Ce jeune scientifique très philosophe – il a 37 ans, a donc connu le monde « avant Internet » – analyse l’élaboration de nos raisonnements, en réaction à la mode du « tout neuro », qui mène à sur-simplifier le fonctionnement de l’humain, avec par exemple les théories binaires du cerveau gauche et du cerveau droit, qui mènent à niveler la complexité de l’esprit.
« J’ai voulu relever le défi de rendre les neurosciences accessibles, tout en conservant la nécessaire complexité du cerveau. « Simple », ça ne veut pas dire simpliste, et « complexe » ne signifie pas compliqué. » Cet ouvrage à la logique urgente et illustrée de questionnements quotidiens s’adresse aux tourmentés, aux curieux, voire aux angoissés, et redéfinit les critères de l’échelle personnelle des connaissances, étape essentielle pour se situer dans un contexte historique et sociologique, au niveau individuel et collectif.

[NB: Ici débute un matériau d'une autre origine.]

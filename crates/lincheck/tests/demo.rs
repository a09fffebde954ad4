//! Drives the full configure → display → read → check sequence through scripted input, the same
//! flow the interactive binary runs.

use lincheck::input::Scripted;
use lincheck::system::{LinearSystem, Verification};

#[test]
fn scripted_end_to_end() {
    // 2×2: x + y = 3, 2x - y = 0, candidate (1, 2). Then 3×3 identity with b = (1, 2, 3) and a
    // candidate that misses the third equation. Decimal commas appear mid-script on purpose.
    #[rustfmt::skip]
    let mut input = Scripted::new([
        // 2×2 coefficients, row-major, rhs after each row
        "1", "1", "3",
        "2", "-1", "0",
        // 2×2 candidate
        "1", "2,0",
        // 3×3 coefficients
        "1", "0", "0", "1",
        "0", "1", "0", "2",
        "0", "0", "1", "3",
        // 3×3 candidate
        "1", "2", "3.00001",
    ]);

    let mut sys2 = LinearSystem::<2>::labeled("2×2");
    sys2.set_coefficients(&mut input).unwrap();
    assert_eq!(sys2.to_string(), "1*x1 + 1*x2 = 3\n2*x1 + -1*x2 = 0\n");

    let x2 = sys2.read_vector(&mut input).unwrap();
    assert!(sys2.check(x2.as_slice()).satisfied());

    let mut sys3 = LinearSystem::<3>::labeled("3×3 (SLAE)");
    sys3.set_coefficients(&mut input).unwrap();

    let x3 = sys3.read_vector(&mut input).unwrap();
    let report = sys3.check(x3.as_slice());
    assert!(!report.satisfied());
    assert_eq!(report.equations().len(), 3);

    // The dimension guard fires for the deliberately mismatched candidate, and the system stays
    // usable afterwards.
    let report = sys2.check(&[1.0, 2.0, 3.0, 4.0]);
    assert_eq!(
        report,
        Verification::SizeMismatch {
            expected: 2,
            found: 4
        }
    );
    assert!(sys2.check(&[1.0, 2.0]).satisfied());
}

#[test]
fn script_exhaustion_surfaces_as_error() {
    let mut input = Scripted::new(["1", "2"]);
    let mut sys = LinearSystem::<2>::new();
    let err = sys.set_coefficients(&mut input).unwrap_err();
    assert!(err.to_string().contains("ran out of input"));
}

Autrement dit, savoir comment on fonctionne avant de laisser libre cours à nos opinions, sur rue ou pas.
Sommes-nous tous égaux face à la compréhension du monde ?
« Nous ne le sommes plus dès lors que l’on rentre dans les spécificités. Comprendre le monde n’a rien à voir avec l’intelligence ou le contexte. Notre cerveau possède ses propres algorithmes. Si l’on est sensible aux théories du complot, on utilisera nos 180 de QI pour les alimenter. L’un des malentendus du moment, c’est qu’Internet et les réseaux sociaux donnent l’impression qu’on est compétent à propos de n’importe quel sujet, et qu’on a le droit d’avoir une opinion sur tout. C’est pourquoi il est fondamental de muscler son discernement. »

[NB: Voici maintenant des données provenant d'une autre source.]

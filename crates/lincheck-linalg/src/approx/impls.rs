use super::ApproxEq;

impl ApproxEq for f32 {
    type Tolerance = Self;

    fn abs_diff_eq(&self, other: &Self, abs_tolerance: Self::Tolerance) -> bool {
        if !self.is_finite() || !other.is_finite() {
            // Ensures that `inf == inf`, `-inf == -inf` and `inf != -inf`.
            return self == other;
        }

        let diff = (self - other).abs();
        diff <= abs_tolerance
    }

    fn rel_diff_eq(&self, other: &Self, rel_tolerance: Self::Tolerance) -> bool {
        if !self.is_finite() || !other.is_finite() {
            // Ensures that `inf == inf`, `-inf == -inf` and `inf != -inf`.
            return self == other;
        }

        let abs_diff = (self - other).abs();
        let abs_self = self.abs();
        let abs_other = other.abs();
        let largest = Self::max(abs_self, abs_other);

        abs_diff <= largest * rel_tolerance
    }
}

impl ApproxEq for f64 {
    type Tolerance = Self;

    fn abs_diff_eq(&self, other: &Self, abs_tolerance: Self::Tolerance) -> bool {
        if !self.is_finite() || !other.is_finite() {
            // Ensures that `inf == inf`, `-inf == -inf` and `inf != -inf`.
            return self == other;
        }

        let diff = (self - other).abs();
        diff <= abs_tolerance
    }

    fn rel_diff_eq(&self, other: &Self, rel_tolerance: Self::Tolerance) -> bool {
        if !self.is_finite() || !other.is_finite() {
            // Ensures that `inf == inf`, `-inf == -inf` and `inf != -inf`.
            return self == other;
        }

        let abs_diff = (self - other).abs();
        let abs_self = self.abs();
        let abs_other = other.abs();
        let largest = Self::max(abs_self, abs_other);

        abs_diff <= largest * rel_tolerance
    }
}

impl<'a, T: ApproxEq<U> + ?Sized, U: ?Sized> ApproxEq<U> for &'a T {
    type Tolerance = T::Tolerance;

    fn abs_diff_eq(&self, other: &U, abs_tolerance: Self::Tolerance) -> bool {
        T::abs_diff_eq(*self, other, abs_tolerance)
    }

    fn rel_diff_eq(&self, other: &U, rel_tolerance: Self::Tolerance) -> bool {
        T::rel_diff_eq(*self, other, rel_tolerance)
    }
}

impl<T: ApproxEq<U>, U> ApproxEq<[U]> for [T] {
    type Tolerance = T::Tolerance;

    fn abs_diff_eq(&self, other: &[U], abs_tolerance: Self::Tolerance) -> bool {
        for (a, b) in self.iter().zip(other) {
            if !T::abs_diff_eq(a, b, abs_tolerance) {
                return false;
            }
        }
        true
    }

    fn rel_diff_eq(&self, other: &[U], rel_tolerance: Self::Tolerance) -> bool {
        for (a, b) in self.iter().zip(other) {
            if !T::rel_diff_eq(a, b, rel_tolerance) {
                return false;
            }
        }
        true
    }
}

impl<T: ApproxEq<U>, U, const N: usize> ApproxEq<[U; N]> for [T; N] {
    type Tolerance = T::Tolerance;

    fn abs_diff_eq(&self, other: &[U; N], abs_tolerance: Self::Tolerance) -> bool {
        self.as_slice().abs_diff_eq(other.as_slice(), abs_tolerance)
    }

    fn rel_diff_eq(&self, other: &[U; N], rel_tolerance: Self::Tolerance) -> bool {
        self.as_slice().rel_diff_eq(other.as_slice(), rel_tolerance)
    }
}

Le livre donne des pistes, mais il faut travailler ensuite : de même que lire un programme d’entraînement sportif ne vous rend pas plus baraqué, il va falloir faire suer vos neurones face au torrent de données qui s’accélère. L’auteur insiste : « ce n’est pas un ouvrage de «self help », et chacun doit apprendre à suivre des raisonnements plutôt que des théories. L’histoire du monde est faite d’adaptations à des défis. Aujourd’hui, le challenge de notre civilisation et de gérer le flux d’informations. L’humanité actuelle n’est ni plus ni moins apte à s’adapter à une nouvelle donne que les générations précédentes ».
Le défi de l’époque : un vrai raisonnement face aux fake news
« Les gens qui tombent le plus dans le panneau de la désinformation sont les individus de plus de 60 ans, car ils ne sont pas habitués à ce qu’on leur mente dans les journaux. Il est prouvé que les hoax sont beaucoup plus partagés par les seniors. Pour la nouvelle génération, il est fondamental d’instaurer des cours de raisonnement critique à l’école, pour apprendre à gérer et digérer l’info brute. Le fact checking devrait être enseigné au même titre que l’histoire ou les maths. »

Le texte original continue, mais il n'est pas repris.